Maybe it's kinda cool that 13 percent of respondents reported increased support for addressing climate change. Maybe a bunch of these folks weren't hippies already. But it's definitely not cool that Michael Mann, a luminary in the climate change movement and director of the aforementioned center at Penn, goes to great lengths to defend the study and its popular interpretation. After all, his kind of activism is writing books and giving congressional testimony. That's all good, if largely ineffectual. Mann might consider that unorthodox, even destructive climate action could play an effective role in the great climate fight that's building -- even if it makes him uncomfortable. He may want to cut the kid activists some slack.

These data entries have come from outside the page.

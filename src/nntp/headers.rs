//! Article normalisation (§4.5 step 1): unfold header continuation lines,
//! split header block from body, and generate a message-id for local POSTs
//! that omit one.

use std::collections::BTreeMap;

use uuid::Uuid;

pub struct ParsedHeaders {
    /// Insertion-ordered so `Newsgroups:`/`References:` render back the way
    /// they arrived; lookups are still case-insensitive.
    pub order: Vec<String>,
    pub map: BTreeMap<String, String>,
}

impl ParsedHeaders {
    pub fn get(&self, name: &str) -> Option<&str> {
        self.map.get(&name.to_ascii_lowercase()).map(|s| s.as_str())
    }
}

/// Split `raw` into (headers, body) on the first blank line, unfolding any
/// continuation lines (leading whitespace) into the prior header's value.
pub fn parse_headers(raw: &[u8]) -> (ParsedHeaders, Vec<u8>) {
    let text = String::from_utf8_lossy(raw);
    let mut lines = text.split("\r\n");
    let mut order = Vec::new();
    let mut map: BTreeMap<String, String> = BTreeMap::new();
    let mut last_key: Option<String> = None;

    let mut consumed_header_bytes = 0usize;
    let mut header_lines: Vec<&str> = Vec::new();
    for line in lines.by_ref() {
        consumed_header_bytes += line.len() + 2;
        if line.is_empty() {
            break;
        }
        header_lines.push(line);
    }

    for line in header_lines {
        if line.starts_with(' ') || line.starts_with('\t') {
            if let Some(key) = &last_key {
                if let Some(v) = map.get_mut(key) {
                    v.push(' ');
                    v.push_str(line.trim());
                }
            }
            continue;
        }
        if let Some((name, value)) = line.split_once(':') {
            let key = name.trim().to_ascii_lowercase();
            let value = value.trim().to_string();
            order.push(name.trim().to_string());
            map.insert(key.clone(), value);
            last_key = Some(key);
        }
    }

    let body_start = consumed_header_bytes.min(raw.len());
    let body = raw[body_start..].to_vec();

    (ParsedHeaders { order, map }, body)
}

/// A generated message-id for local POSTs that arrive without one, per the
/// configured hostname (§9: hostname must be set before any POST runs).
pub fn generate_message_id(hostname: &str) -> String {
    format!("<{}@{}>", Uuid::new_v4(), hostname)
}

/// Parse a `Newsgroups:` header value (`comp.a, comp.b`) into group names.
pub fn parse_newsgroups(raw: &str) -> Vec<String> {
    raw.split(',')
        .map(|s| s.trim().to_string())
        .filter(|s| !s.is_empty())
        .collect()
}

#[cfg(test)]
mod tests {
    use super::*;

    #[test]
    fn splits_headers_and_body_and_unfolds() {
        let raw = b"Subject: hello\r\n world\r\nFrom: a@b\r\n\r\nbody line\r\n";
        let (headers, body) = parse_headers(raw);
        assert_eq!(headers.get("subject"), Some("hello world"));
        assert_eq!(headers.get("from"), Some("a@b"));
        assert_eq!(body, b"body line\r\n".to_vec());
    }

    #[test]
    fn generated_message_id_uses_hostname() {
        let id = generate_message_id("news.example.org");
        assert!(id.ends_with("@news.example.org>"));
        assert!(id.starts_with('<'));
    }

    #[test]
    fn parses_comma_separated_newsgroups() {
        assert_eq!(
            parse_newsgroups("comp.a,  comp.b ,comp.c"),
            vec!["comp.a", "comp.b", "comp.c"]
        );
    }
}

Lime Green Icicle Tower first came to the MFA in 2011 as part of a Chihuly exhibition; folks liked it so much that the MFA took up a collection. Schoolchildren, so goes the legend, dropped their pennies in a box next to the sculpture. Add in a major gift from Donald Saunders (fashion tycoon and husband of Liv Ullmann) and soon the Chihuly was purchased for an undisclosed price somewhere beyond million dollars. Hmmm, I wondered at the MFA bar, how could those climate protestors effectively employ Lime Green?

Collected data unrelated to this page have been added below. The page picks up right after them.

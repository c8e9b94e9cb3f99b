//! Download loop (§4.5): for each provider in priority order, walk every
//! active newsgroup, pull new overview rows, fetch unknown articles, and
//! hand them to the same ingest path POST/IHAVE/TAKETHIS use.

use std::sync::Arc;
use std::time::Duration;

use nntp_rs::ArticleSpec;

use crate::error::FetchError;
use crate::fetch::pool::ProviderPool;
use crate::fetch::progress::ProgressStore;
use crate::history::LookupResult;
use crate::nntp::engine::Engine;
use crate::storage::catalog::Catalog;

/// Overview batch size per `OVER` round-trip (§4.5 step 3).
const OVERVIEW_BATCH_SIZE: i64 = 500;

pub struct FetchProcessor {
    engine: Arc<Engine>,
    catalog: Arc<Catalog>,
    progress: Arc<ProgressStore>,
    providers: Vec<Arc<ProviderPool>>,
}

impl FetchProcessor {
    pub fn new(engine: Arc<Engine>, catalog: Arc<Catalog>, progress: Arc<ProgressStore>, providers: Vec<Arc<ProviderPool>>) -> Self {
        let mut providers = providers;
        providers.sort_by_key(|p| p.config.priority);
        FetchProcessor { engine, catalog, progress, providers }
    }

    /// Run one pass over every provider and every active group. Returns the
    /// number of articles ingested this pass.
    pub async fn run_once(&self) -> Result<usize, FetchError> {
        let mut total = 0;
        for provider in &self.providers {
            let groups = self.catalog.list_active_groups()?;
            for group in groups {
                match self.sync_group(provider, &group.name).await {
                    Ok(n) => total += n,
                    Err(e) => {
                        tracing::warn!(provider = %provider.config.name, group = %group.name, error = %e, "group sync failed");
                    }
                }
            }
        }
        Ok(total)
    }

    /// Poll forever, sleeping `interval` between passes, until `shutdown`
    /// fires (§5: fetchers stop after their current batch).
    pub async fn run_forever(&self, interval: Duration, shutdown: tokio_util::sync::CancellationToken) {
        loop {
            match self.run_once().await {
                Ok(n) if n > 0 => tracing::info!(ingested = n, "fetch pass complete"),
                Ok(_) => tracing::debug!("fetch pass complete, nothing new"),
                Err(e) => tracing::error!(error = %e, "fetch pass failed"),
            }
            tokio::select! {
                _ = shutdown.cancelled() => break,
                _ = tokio::time::sleep(interval) => {}
            }
        }
    }

    async fn sync_group(&self, provider: &Arc<ProviderPool>, group: &str) -> Result<usize, FetchError> {
        let mut conn = provider.get().await?;
        let stats = conn.client().group(group).await?;

        if provider.config.tiny_group_threshold > 0 && stats.count < provider.config.tiny_group_threshold {
            tracing::debug!(%group, count = stats.count, "skipping tiny group on cold start");
            return Ok(0);
        }

        let server_last = stats.last as i64;
        let last_local = self.progress.last_fetched(&provider.config.name, group)?;
        if last_local >= server_last {
            return Ok(0);
        }

        let mut ingested = 0;
        let mut low = last_local + 1;
        while low <= server_last {
            let high = (low + OVERVIEW_BATCH_SIZE - 1).min(server_last);
            let range = format!("{low}-{high}");
            let entries = conn.client().over(Some(range)).await?;

            for entry in entries.iter() {
                let Some(msgid) = entry.message_id() else { continue };
                if !matches!(self.engine.history.lookup(msgid), LookupResult::NotFound) {
                    continue;
                }
                let article = match conn.client().article(ArticleSpec::MessageId(msgid.to_string())).await {
                    Ok(article) => article,
                    Err(e) => {
                        tracing::warn!(%msgid, error = %e, "article fetch failed, skipping");
                        continue;
                    }
                };
                let raw = article_to_raw_bytes(&article);
                match self.engine.ingest(&raw).await {
                    Ok(_) => ingested += 1,
                    Err(crate::error::NntpError::Duplicate) => {}
                    Err(e) => tracing::warn!(%msgid, error = %e, "ingest failed for fetched article"),
                }
            }

            // Advance even when the batch contained no new articles so a
            // crash mid-pass resumes past it rather than re-walking dead
            // overview ranges (§4.5 step 4).
            self.progress.advance(&provider.config.name, group, high)?;
            low = high + 1;
        }
        Ok(ingested)
    }
}

/// Prefer the server's verbatim bytes for round-trip fidelity; fall back to
/// reconstructing a header block when the client didn't retain the raw text.
fn article_to_raw_bytes(article: &nntp_rs::Article) -> Vec<u8> {
    if let Some(raw) = article.raw() {
        return raw.as_bytes().to_vec();
    }
    let h = &article.headers;
    let mut out = String::new();
    out.push_str(&format!("Message-ID: {}\r\n", h.message_id));
    out.push_str(&format!("Subject: {}\r\n", h.subject));
    out.push_str(&format!("From: {}\r\n", h.from));
    out.push_str(&format!("Date: {}\r\n", h.date));
    out.push_str(&format!("Newsgroups: {}\r\n", h.newsgroups.join(",")));
    if let Some(refs) = &h.references {
        out.push_str(&format!("References: {}\r\n", refs.join(" ")));
    }
    out.push_str("\r\n");
    out.push_str(&article.body);
    out.into_bytes()
}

Fling chocolate syrup at it, using squirt guns or turkey basters. Hurl anti-latkes at its pointy branches. No, too easy to clean up. Lime Green isn’t protected by glass; it’s made out of glass. How about a drone strike? Bam, right through the Baron's elegant roof into the Ruth and Carl J. Shapiro Family Courtyard. No, too messy. Collateral damage and all that. They could smuggle in a chainsaw. Gas or electric powered? Either way, thrum, thrum, just saw the artsy, pseudo-tree down. What, you got a problem? This bothers you, while Greenland melts and the Amazon burns? This gets your dander flying while the parts per million measurement of atmospheric carbon dioxide hits 418 at the Mauna Loa Observatory in Hawaii? Maybe attach a Mission Impossible device which creates a vibrating wave that resonates up and down the sculpture and shatters it apart! Even better, if only Yoshitomo Nara’s giant and very expensive fiberglass puppy – 20 yards away in the courtyard, the gift of local billionaire and Dexter Shoe heir Theodore Alfond – would amble over, lift its back leg and pee on Lime Green, issuing forth a stream of corrosive Pop-Art puppy juice that causes the tower’s icicles to go limp and fall away. Happy Hanukkah!
I haven't shared these musings with Elahna. She generally frowns on my flights of anarchic fancy.

Both prole and plutocrat stare at the same paintings, sculptures, and engraved Paul Revere punch bowls, and it may be the only thing they have in common. It may be their sole point of intersection. Ultimately, the art museum is where, outside of banks and gated compounds, the money is. And so it becomes the most available place to strike back at the ultra-rich, to threaten what they care (or pretend to care) about. In these climate-controlled, exquisitely lit rooms, patrolled by lowly paid security personnel, eco-activists are signaling disdain for the elite's ridiculously high carbon lifestyles (the average carbon footprint in the top one-percent is 75 times higher than in the bottom 50 percent) as well as their nihilistic embrace of a devasted future from which they expect to be wealth-insulated. Here, at the MFA and Tate and Guggenheim, the Masters of the Universe can be vicariously humiliated, a little bit, for their callous disregard.
Nara’s little girl with the knife behind her back? Soon she'll be slashing paintings, and good for her.